*Work order*.
Write out, from the entries below, exactly the lines that run between the lines holding "use super::*;" and "fn walk(outline: &Outline, id: NodeId, out: &mut", inclusive, and stop there.

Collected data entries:
::::::::::

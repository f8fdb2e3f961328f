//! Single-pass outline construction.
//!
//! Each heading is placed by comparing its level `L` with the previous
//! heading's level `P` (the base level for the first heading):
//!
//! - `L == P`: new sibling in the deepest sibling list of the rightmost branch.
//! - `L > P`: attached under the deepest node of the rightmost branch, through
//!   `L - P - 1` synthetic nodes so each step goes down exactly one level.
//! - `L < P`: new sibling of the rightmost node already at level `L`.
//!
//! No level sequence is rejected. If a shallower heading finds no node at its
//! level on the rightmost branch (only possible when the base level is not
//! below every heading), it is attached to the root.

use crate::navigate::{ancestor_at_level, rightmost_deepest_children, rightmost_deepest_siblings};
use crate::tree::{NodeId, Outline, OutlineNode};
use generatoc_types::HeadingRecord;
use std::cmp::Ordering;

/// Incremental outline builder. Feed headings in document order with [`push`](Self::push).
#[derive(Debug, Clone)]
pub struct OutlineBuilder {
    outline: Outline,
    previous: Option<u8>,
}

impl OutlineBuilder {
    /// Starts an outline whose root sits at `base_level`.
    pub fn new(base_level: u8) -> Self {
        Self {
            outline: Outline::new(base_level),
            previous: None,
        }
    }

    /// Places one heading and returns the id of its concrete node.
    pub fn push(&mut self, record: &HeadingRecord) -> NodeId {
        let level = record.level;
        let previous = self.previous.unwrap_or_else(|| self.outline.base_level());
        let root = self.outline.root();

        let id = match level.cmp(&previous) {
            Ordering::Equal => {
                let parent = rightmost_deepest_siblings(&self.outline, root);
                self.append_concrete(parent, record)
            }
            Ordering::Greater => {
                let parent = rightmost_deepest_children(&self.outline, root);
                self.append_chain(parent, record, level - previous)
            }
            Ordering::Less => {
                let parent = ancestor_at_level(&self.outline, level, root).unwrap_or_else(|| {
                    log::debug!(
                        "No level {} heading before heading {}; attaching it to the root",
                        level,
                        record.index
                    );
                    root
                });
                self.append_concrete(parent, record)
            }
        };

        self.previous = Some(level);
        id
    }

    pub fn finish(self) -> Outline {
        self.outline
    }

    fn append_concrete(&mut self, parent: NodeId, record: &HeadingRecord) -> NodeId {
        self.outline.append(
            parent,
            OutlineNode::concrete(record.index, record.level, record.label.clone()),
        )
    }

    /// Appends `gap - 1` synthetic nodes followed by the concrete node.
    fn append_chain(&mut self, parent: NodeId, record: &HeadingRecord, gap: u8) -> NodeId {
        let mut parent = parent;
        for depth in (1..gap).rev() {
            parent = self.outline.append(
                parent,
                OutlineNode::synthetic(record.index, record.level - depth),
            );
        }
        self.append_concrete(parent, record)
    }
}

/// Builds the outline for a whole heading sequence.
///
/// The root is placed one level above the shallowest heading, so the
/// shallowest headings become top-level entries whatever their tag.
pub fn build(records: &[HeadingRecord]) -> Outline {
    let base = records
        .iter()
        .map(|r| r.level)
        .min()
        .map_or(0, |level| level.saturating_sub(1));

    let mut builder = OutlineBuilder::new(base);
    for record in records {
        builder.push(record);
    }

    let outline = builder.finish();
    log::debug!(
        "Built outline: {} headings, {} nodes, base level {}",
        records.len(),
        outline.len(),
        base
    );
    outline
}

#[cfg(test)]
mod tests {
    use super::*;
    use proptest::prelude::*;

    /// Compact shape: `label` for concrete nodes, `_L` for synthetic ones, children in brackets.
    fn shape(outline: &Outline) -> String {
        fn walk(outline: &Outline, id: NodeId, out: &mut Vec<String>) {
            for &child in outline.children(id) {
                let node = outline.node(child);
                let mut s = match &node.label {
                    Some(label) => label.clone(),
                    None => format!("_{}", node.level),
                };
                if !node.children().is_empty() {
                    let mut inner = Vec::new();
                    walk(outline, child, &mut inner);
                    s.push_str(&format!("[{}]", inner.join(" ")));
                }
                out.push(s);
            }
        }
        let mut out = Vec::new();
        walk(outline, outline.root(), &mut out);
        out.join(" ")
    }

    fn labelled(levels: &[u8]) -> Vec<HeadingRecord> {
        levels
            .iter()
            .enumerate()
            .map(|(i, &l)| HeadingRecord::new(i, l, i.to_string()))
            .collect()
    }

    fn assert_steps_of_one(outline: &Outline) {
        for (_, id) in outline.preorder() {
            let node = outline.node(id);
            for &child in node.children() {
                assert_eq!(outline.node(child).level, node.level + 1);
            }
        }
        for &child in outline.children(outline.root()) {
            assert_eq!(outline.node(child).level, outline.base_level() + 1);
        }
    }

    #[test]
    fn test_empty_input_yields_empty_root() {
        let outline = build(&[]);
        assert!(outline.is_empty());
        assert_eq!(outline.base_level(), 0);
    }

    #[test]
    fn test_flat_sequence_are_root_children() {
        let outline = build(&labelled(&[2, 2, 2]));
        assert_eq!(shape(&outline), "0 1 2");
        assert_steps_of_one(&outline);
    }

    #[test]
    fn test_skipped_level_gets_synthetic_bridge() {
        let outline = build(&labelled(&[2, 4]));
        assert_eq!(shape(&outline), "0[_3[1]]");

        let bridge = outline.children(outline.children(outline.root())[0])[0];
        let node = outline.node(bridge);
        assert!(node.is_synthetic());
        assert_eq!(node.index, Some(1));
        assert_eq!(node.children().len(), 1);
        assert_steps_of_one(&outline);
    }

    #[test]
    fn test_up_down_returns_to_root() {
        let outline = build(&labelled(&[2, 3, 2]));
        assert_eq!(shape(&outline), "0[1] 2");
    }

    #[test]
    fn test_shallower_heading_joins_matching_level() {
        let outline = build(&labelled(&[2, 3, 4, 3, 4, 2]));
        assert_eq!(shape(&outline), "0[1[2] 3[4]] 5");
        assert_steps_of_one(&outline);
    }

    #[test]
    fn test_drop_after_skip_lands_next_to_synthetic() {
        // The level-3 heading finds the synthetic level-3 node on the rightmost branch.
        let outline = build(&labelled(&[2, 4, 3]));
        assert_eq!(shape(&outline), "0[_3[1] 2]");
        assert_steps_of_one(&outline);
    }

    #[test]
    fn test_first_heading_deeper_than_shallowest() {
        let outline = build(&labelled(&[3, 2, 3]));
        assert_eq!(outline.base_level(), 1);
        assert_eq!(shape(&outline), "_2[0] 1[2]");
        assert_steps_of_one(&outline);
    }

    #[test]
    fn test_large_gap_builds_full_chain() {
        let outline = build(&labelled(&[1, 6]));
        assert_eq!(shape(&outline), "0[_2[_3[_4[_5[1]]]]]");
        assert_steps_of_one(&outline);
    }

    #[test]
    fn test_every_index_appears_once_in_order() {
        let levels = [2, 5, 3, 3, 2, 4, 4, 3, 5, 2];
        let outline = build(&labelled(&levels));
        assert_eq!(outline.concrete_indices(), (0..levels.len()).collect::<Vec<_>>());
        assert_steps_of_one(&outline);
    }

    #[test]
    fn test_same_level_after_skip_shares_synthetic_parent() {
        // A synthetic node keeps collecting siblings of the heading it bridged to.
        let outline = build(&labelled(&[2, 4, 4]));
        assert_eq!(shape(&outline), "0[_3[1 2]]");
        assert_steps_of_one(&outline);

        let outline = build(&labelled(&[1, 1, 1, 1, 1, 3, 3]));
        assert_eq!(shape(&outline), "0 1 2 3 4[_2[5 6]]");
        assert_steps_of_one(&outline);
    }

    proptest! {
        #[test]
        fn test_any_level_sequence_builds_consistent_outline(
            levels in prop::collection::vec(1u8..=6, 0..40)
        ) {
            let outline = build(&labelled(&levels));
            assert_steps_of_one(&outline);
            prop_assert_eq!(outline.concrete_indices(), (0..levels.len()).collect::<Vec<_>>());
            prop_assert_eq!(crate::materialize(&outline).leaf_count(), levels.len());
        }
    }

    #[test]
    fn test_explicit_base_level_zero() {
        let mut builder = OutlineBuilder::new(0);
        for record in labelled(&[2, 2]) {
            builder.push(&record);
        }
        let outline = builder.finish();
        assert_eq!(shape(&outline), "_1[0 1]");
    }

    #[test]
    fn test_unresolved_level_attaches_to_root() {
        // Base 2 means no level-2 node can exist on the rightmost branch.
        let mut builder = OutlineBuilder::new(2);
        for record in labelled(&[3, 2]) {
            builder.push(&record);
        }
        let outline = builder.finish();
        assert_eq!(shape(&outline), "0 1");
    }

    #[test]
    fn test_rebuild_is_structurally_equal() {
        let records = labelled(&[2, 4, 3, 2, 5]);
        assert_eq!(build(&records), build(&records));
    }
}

::::::::::

*Output*.
    use super::*;
    use proptest::prelude::*;

    /// Compact shape: `label` for concrete nodes, `_L` for synthetic ones, children in brackets.
    fn shape(outline: &Outline) -> String {
        fn walk(outline: &Outline, id: NodeId, out: &mut Vec<String>) {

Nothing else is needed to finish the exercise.